One of the key issues is the question of Legal Entity Identifiers (LEIs), which was mandatory under Article 4 of the original regulation. “The correct, consistent and universal reporting of LEI codes is paramount to ensure the efficiency and usefulness of reported information on SFTs. This also enables the achievement of the transparency objectives pursued by SFTR which underpin the monitoring of systemic risks to financial stability and the market surveillance,” insisted ESMA in January 2020. “The LEI code is needed for authorities to monitor the SFTs entered into by supervised entities and the consequent risk exposure. Transaction reports lacking a LEI or containing an incorrect one would likely cause inconsistencies or other data quality issues, which would in turn impede or hinder the attainment of these goals.”

Although the signification variation in LEI coverage between EU (88%) and non-EU countries (30%) led to a 12-month grace period for third-party issuers to obtain LEI codes, the pressure remains. “It’s a tough timeframe, but the regulator wants to see that firms are making the effort to become compliant, even if they aren’t there straight away,” notes Heiko Stuber, Senior Product Manager at SIX Financial Information, speaking to RegTech Insight. “There may be inconsistencies to start with, but you have to be able to show that you are taking it seriously.”

While many of the key SFTR requirements are already sorted, there are still some areas that need to be ironed out, specifically the approval from data sources. One central issue is getting approval from ratings agencies on security and collateral quality data, and the main index providers on security and collateral type data.

“If reporting entities in scope of the regulation are using data from indices or ratings agencies for reporting purposes without their approval, there will be difficulties ahead,” warns Stuber. “We have been in communication with the ratings agencies and the main index providers and have received their approval for deriving their data to be used in the SFTR reporting process. It is crucial right now for market participants pulled into the regulation to make sure that they are compliant in all aspects of the rules, including with rating agencies and the main index providers, before running tests to make sure they are all set for July 13th.”
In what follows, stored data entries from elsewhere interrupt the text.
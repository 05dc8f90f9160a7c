//! Integration tests for both progress store backends
//!
//! Tests cover:
//! - Load of unknown participants
//! - Append acknowledgement and per-trial idempotency
//! - Local snapshot layout, corruption recovery, completion export
//! - Row store column layout and completion flag

use amos_common::identity::{resolve_identity, ParticipantId};
use amos_common::models::{AppendAck, TrialResponse};
use amos_common::ratings::{Anchor, RatingSheet, Sample};
use amos_common::store::{LocalFileStore, ProgressStore, RowStore};
use amos_common::Error;
use chrono::Utc;
use tempfile::TempDir;

fn ratings(base: u8) -> amos_common::ratings::Ratings {
    let mut sheet = RatingSheet::new();
    sheet.set(Anchor::Native, Sample::A, base);
    sheet.set(Anchor::Native, Sample::B, base);
    sheet.set(Anchor::Indian, Sample::A, base);
    sheet.set(Anchor::Indian, Sample::B, base);
    sheet.complete().unwrap()
}

fn response(pid: &ParticipantId, trial_index: usize, completed: bool) -> TrialResponse {
    TrialResponse {
        participant_id: pid.clone(),
        name_prefix: pid.name_prefix().to_string(),
        trial_index,
        trial_id: format!("t{:02}", trial_index),
        transcript: format!("Sentence, number {}", trial_index),
        ratings: ratings(3),
        timestamp: Utc::now(),
        completed,
    }
}

// =============================================================================
// Local file store
// =============================================================================

#[tokio::test]
async fn test_local_unknown_participant_has_no_progress() {
    let dir = TempDir::new().unwrap();
    let store = LocalFileStore::open(dir.path()).await.unwrap();
    let pid = resolve_identity("Nobody").unwrap();

    assert!(store.load(&pid).await.unwrap().is_none());
}

#[tokio::test]
async fn test_local_begin_then_load_returns_order() {
    let dir = TempDir::new().unwrap();
    let store = LocalFileStore::open(dir.path()).await.unwrap();
    let pid = resolve_identity("Jane Doe").unwrap();

    store.begin(&pid, &[2, 0, 1]).await.unwrap();
    let snapshot = store.load(&pid).await.unwrap().expect("snapshot");

    assert_eq!(snapshot.trial_order, Some(vec![2, 0, 1]));
    assert_eq!(snapshot.last_trial_index, None);
    assert_eq!(snapshot.next_trial_index(), 0);
    assert!(!snapshot.completed);
}

#[tokio::test]
async fn test_local_append_and_resume_index() {
    let dir = TempDir::new().unwrap();
    let store = LocalFileStore::open(dir.path()).await.unwrap();
    let pid = resolve_identity("Jane Doe").unwrap();

    store.begin(&pid, &[0, 1, 2, 3]).await.unwrap();
    for i in 0..3 {
        assert_eq!(store.append(&response(&pid, i, false)).await.unwrap(), AppendAck::Appended);
    }

    let snapshot = store.load(&pid).await.unwrap().unwrap();
    assert_eq!(snapshot.last_trial_index, Some(2));
    assert_eq!(snapshot.next_trial_index(), 3);

    // Snapshot on disk carries the documented fields
    let raw = std::fs::read_to_string(store.progress_path(&pid)).unwrap();
    let json: serde_json::Value = serde_json::from_str(&raw).unwrap();
    assert_eq!(json["trial_index"], 3);
    assert_eq!(json["trial_order"], serde_json::json!([0, 1, 2, 3]));
    assert_eq!(json["responses"].as_array().unwrap().len(), 3);
    assert_eq!(json["responses"][0]["ratings"]["Native Accent_Sample A"], 3);
}

#[tokio::test]
async fn test_local_duplicate_append_is_ignored() {
    let dir = TempDir::new().unwrap();
    let store = LocalFileStore::open(dir.path()).await.unwrap();
    let pid = resolve_identity("Jane Doe").unwrap();

    store.begin(&pid, &[1, 0]).await.unwrap();
    assert_eq!(store.append(&response(&pid, 0, false)).await.unwrap(), AppendAck::Appended);
    assert_eq!(
        store.append(&response(&pid, 0, false)).await.unwrap(),
        AppendAck::AlreadyStored
    );

    let snapshot = store.load(&pid).await.unwrap().unwrap();
    assert_eq!(snapshot.last_trial_index, Some(0));
}

#[tokio::test]
async fn test_local_out_of_order_append_rejected() {
    let dir = TempDir::new().unwrap();
    let store = LocalFileStore::open(dir.path()).await.unwrap();
    let pid = resolve_identity("Jane Doe").unwrap();

    store.begin(&pid, &[0, 1, 2]).await.unwrap();
    assert!(store.append(&response(&pid, 2, false)).await.is_err());
}

#[tokio::test]
async fn test_local_begin_keeps_existing_order() {
    let dir = TempDir::new().unwrap();
    let store = LocalFileStore::open(dir.path()).await.unwrap();
    let pid = resolve_identity("Jane Doe").unwrap();

    store.begin(&pid, &[2, 0, 1]).await.unwrap();
    let err = store.begin(&pid, &[1, 2, 0]).await.unwrap_err();
    assert!(matches!(err, Error::Conflict(_)));

    let snapshot = store.load(&pid).await.unwrap().unwrap();
    assert_eq!(snapshot.trial_order, Some(vec![2, 0, 1]));
}

#[tokio::test]
async fn test_local_begin_replaces_corrupt_snapshot() {
    let dir = TempDir::new().unwrap();
    let store = LocalFileStore::open(dir.path()).await.unwrap();
    let pid = resolve_identity("Jane Doe").unwrap();

    std::fs::write(store.progress_path(&pid), b"not json").unwrap();
    store.begin(&pid, &[1, 0]).await.unwrap();

    let snapshot = store.load(&pid).await.unwrap().unwrap();
    assert_eq!(snapshot.trial_order, Some(vec![1, 0]));
}

#[tokio::test]
async fn test_local_corrupt_snapshot_treated_as_absent() {
    let dir = TempDir::new().unwrap();
    let store = LocalFileStore::open(dir.path()).await.unwrap();
    let pid = resolve_identity("Jane Doe").unwrap();

    store.begin(&pid, &[0, 1]).await.unwrap();
    let path = store.progress_path(&pid);
    std::fs::write(&path, b"{\"trial_order\": [0, 1], \"trial_ind").unwrap();

    assert!(store.load(&pid).await.unwrap().is_none());
    assert!(!path.exists());

    let mut aside = path.clone().into_os_string();
    aside.push(".corrupt");
    assert!(std::path::PathBuf::from(aside).exists());
}

#[tokio::test]
async fn test_local_inconsistent_snapshot_treated_as_absent() {
    let dir = TempDir::new().unwrap();
    let store = LocalFileStore::open(dir.path()).await.unwrap();
    let pid = resolve_identity("Jane Doe").unwrap();

    // Valid JSON, but trial_order is not a permutation
    let bogus = serde_json::json!({
        "participant_id": pid.as_str(),
        "trial_order": [0, 0, 1],
        "trial_index": 0,
        "responses": []
    });
    std::fs::write(store.progress_path(&pid), bogus.to_string()).unwrap();

    assert!(store.load(&pid).await.unwrap().is_none());
}

#[tokio::test]
async fn test_local_finalize_exports_and_removes_snapshot() {
    let dir = TempDir::new().unwrap();
    let store = LocalFileStore::open(dir.path()).await.unwrap();
    let pid = resolve_identity("Jane Doe").unwrap();

    store.begin(&pid, &[1, 0]).await.unwrap();
    store.append(&response(&pid, 0, false)).await.unwrap();
    store.append(&response(&pid, 1, true)).await.unwrap();
    store.finalize(&pid).await.unwrap();

    assert!(!store.progress_path(&pid).exists());

    let export = std::fs::read_to_string(store.export_path(&pid)).unwrap();
    let lines: Vec<&str> = export.lines().collect();
    assert_eq!(
        lines[0],
        "participant_id,name_prefix,trial_index,trial_id,transcript,ratings_json,timestamp_iso8601,completed_flag"
    );
    assert_eq!(lines.len(), 3);
    // Transcript contains a comma and must be quoted
    assert!(lines[1].contains("\"Sentence, number 0\""));
    assert!(lines[2].ends_with(",true"));

    // Completed participants are reported as such
    let snapshot = store.load(&pid).await.unwrap().unwrap();
    assert!(snapshot.completed);

    // Finalizing again is harmless
    store.finalize(&pid).await.unwrap();
}

// =============================================================================
// Row store
// =============================================================================

#[tokio::test]
async fn test_rows_unknown_participant_has_no_progress() {
    let dir = TempDir::new().unwrap();
    let store = RowStore::connect(&dir.path().join("responses.db")).await.unwrap();
    let pid = resolve_identity("Nobody").unwrap();

    store.begin(&pid, &[0, 1]).await.unwrap();
    assert!(store.load(&pid).await.unwrap().is_none());
    assert!(!store.keeps_trial_order());
}

#[tokio::test]
async fn test_rows_resume_index_and_completion() {
    let dir = TempDir::new().unwrap();
    let store = RowStore::connect(&dir.path().join("responses.db")).await.unwrap();
    let pid = resolve_identity("Jane Doe").unwrap();

    store.append(&response(&pid, 0, false)).await.unwrap();
    store.append(&response(&pid, 1, false)).await.unwrap();

    let snapshot = store.load(&pid).await.unwrap().unwrap();
    assert_eq!(snapshot.next_trial_index(), 2);
    assert!(!snapshot.completed);
    assert!(snapshot.trial_order.is_none());

    store.append(&response(&pid, 2, true)).await.unwrap();
    assert!(store.load(&pid).await.unwrap().unwrap().completed);
}

#[tokio::test]
async fn test_rows_duplicate_append_is_ignored() {
    let dir = TempDir::new().unwrap();
    let store = RowStore::connect(&dir.path().join("responses.db")).await.unwrap();
    let pid = resolve_identity("Jane Doe").unwrap();

    assert_eq!(store.append(&response(&pid, 0, false)).await.unwrap(), AppendAck::Appended);
    assert_eq!(
        store.append(&response(&pid, 0, false)).await.unwrap(),
        AppendAck::AlreadyStored
    );
    assert_eq!(store.count_responses(&pid).await.unwrap(), 1);
}

#[tokio::test]
async fn test_rows_column_values() {
    let dir = TempDir::new().unwrap();
    let store = RowStore::connect(&dir.path().join("responses.db")).await.unwrap();
    let pid = resolve_identity("Jane Doe").unwrap();

    store.append(&response(&pid, 0, false)).await.unwrap();

    let (participant_id, name_prefix, ratings_json, completed): (String, String, String, bool) =
        sqlx::query_as(
            "SELECT participant_id, name_prefix, ratings_json, completed_flag FROM responses",
        )
        .fetch_one(store.pool())
        .await
        .unwrap();

    assert_eq!(participant_id, pid.as_str());
    assert_eq!(name_prefix, "JANE");
    let ratings: serde_json::Value = serde_json::from_str(&ratings_json).unwrap();
    assert_eq!(ratings.as_object().unwrap().len(), 4);
    assert!(!completed);
}

#[tokio::test]
async fn test_rows_participants_are_independent() {
    let dir = TempDir::new().unwrap();
    let store = RowStore::connect(&dir.path().join("responses.db")).await.unwrap();
    let jane = resolve_identity("Jane Doe").unwrap();
    let john = resolve_identity("John Doe").unwrap();

    let jane_response = response(&jane, 0, false);
    let john_response = response(&john, 0, false);
    let (a, b) = tokio::join!(
        store.append(&jane_response),
        store.append(&john_response),
    );
    assert_eq!(a.unwrap(), AppendAck::Appended);
    assert_eq!(b.unwrap(), AppendAck::Appended);

    assert_eq!(store.count_responses(&jane).await.unwrap(), 1);
    assert_eq!(store.count_responses(&john).await.unwrap(), 1);
}
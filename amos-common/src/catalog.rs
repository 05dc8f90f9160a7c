//! Trial catalog
//!
//! Immutable table of trial definitions, read once at startup from a CSV file
//! with the columns `trial_id, transcript, native_path, indian_path, A_path,
//! B_path`. Extra columns are ignored.

use crate::{Error, Result};
use serde::{Deserialize, Serialize};
use std::collections::HashSet;
use std::io::Read;
use std::path::Path;
use tracing::info;

/// Columns every catalog file must provide
pub const REQUIRED_COLUMNS: [&str; 6] = [
    "trial_id",
    "transcript",
    "native_path",
    "indian_path",
    "A_path",
    "B_path",
];

/// One row of the catalog
#[derive(Debug, Clone, PartialEq, Eq, Serialize, Deserialize)]
pub struct TrialDefinition {
    pub trial_id: String,
    pub transcript: String,
    /// Native accent anchor recording
    pub native_path: String,
    /// Indian accent anchor recording
    pub indian_path: String,
    /// Candidate sample A
    #[serde(rename = "A_path")]
    pub a_path: String,
    /// Candidate sample B
    #[serde(rename = "B_path")]
    pub b_path: String,
}

/// Loaded trial catalog
#[derive(Debug, Clone)]
pub struct TrialCatalog {
    trials: Vec<TrialDefinition>,
}

impl TrialCatalog {
    /// Build a catalog from already-parsed rows
    ///
    /// Rejects an empty list and duplicate `trial_id` values.
    pub fn new(trials: Vec<TrialDefinition>) -> Result<Self> {
        if trials.is_empty() {
            return Err(Error::Config("Trial catalog is empty".to_string()));
        }

        let mut seen = HashSet::new();
        for trial in &trials {
            if !seen.insert(trial.trial_id.as_str()) {
                return Err(Error::Config(format!(
                    "Duplicate trial_id in catalog: {}",
                    trial.trial_id
                )));
            }
        }

        Ok(Self { trials })
    }

    /// Load the catalog from a CSV file on disk
    pub fn load(path: &Path) -> Result<Self> {
        let file = std::fs::File::open(path).map_err(|e| {
            Error::Config(format!("Cannot open trial catalog {}: {}", path.display(), e))
        })?;
        let catalog = Self::from_reader(file)?;
        info!(
            "Loaded {} trials from {}",
            catalog.len(),
            path.display()
        );
        Ok(catalog)
    }

    /// Parse the catalog from any CSV source
    pub fn from_reader<R: Read>(reader: R) -> Result<Self> {
        let mut rdr = csv::ReaderBuilder::new().trim(csv::Trim::All).from_reader(reader);

        let headers = rdr.headers()?.clone();
        let missing: Vec<&str> = REQUIRED_COLUMNS
            .iter()
            .copied()
            .filter(|col| !headers.iter().any(|h| h == *col))
            .collect();
        if !missing.is_empty() {
            return Err(Error::Config(format!(
                "Trial catalog is missing required columns: {}",
                missing.join(", ")
            )));
        }

        let trials = rdr
            .deserialize::<TrialDefinition>()
            .collect::<std::result::Result<Vec<_>, _>>()?;

        Self::new(trials)
    }

    pub fn len(&self) -> usize {
        self.trials.len()
    }

    pub fn is_empty(&self) -> bool {
        self.trials.is_empty()
    }

    /// Trial at a catalog row index
    pub fn get(&self, index: usize) -> Option<&TrialDefinition> {
        self.trials.get(index)
    }

    pub fn trials(&self) -> &[TrialDefinition] {
        &self.trials
    }
}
The primary issue in this context is derived data. Reporting entities tend to veer towards a build or buy solution – and in some cases, may even already have the data, but find it cheaper to obtain it in processed form from a data vendor. “Before you can provide a service to the market, you must make sure that you are compliant with derived data terms and the conditions of your data sources,” stresses Stuber. “This includes security type, which is absolutely fundamental. You will probably need additional parameters to detect the main index, then you will need to look through its constituents to determine the security type. This is derived data, because you don’t have to provide the main index itself, but you still need approval from the main index provider.”

This condition also applies to security quality, which is mainly based on authorised or recognised ratings from authorised rating agencies. And yet many firms have not even begun to consider the implications of these requirements – not necessarily because they aren’t aware of them, but because the workload involved in preparing for the deadline is so large and the process for obtaining the data is so complex.

But the consequences can be severe – and top of the pile are the swingeing fines that can be imposed by service/data providers if they initiate external audits and discover areas of non-compliance.

“If you are using data you are not supposed to be using, you could get into real trouble,” warns Stuber. “In preparation for next month’s go-live, firms should be checking all of their external data sources, double checking the terms and conditions in the contract, and then testing, testing, testing. There are only weeks and days remaining, and not everyone is ready.”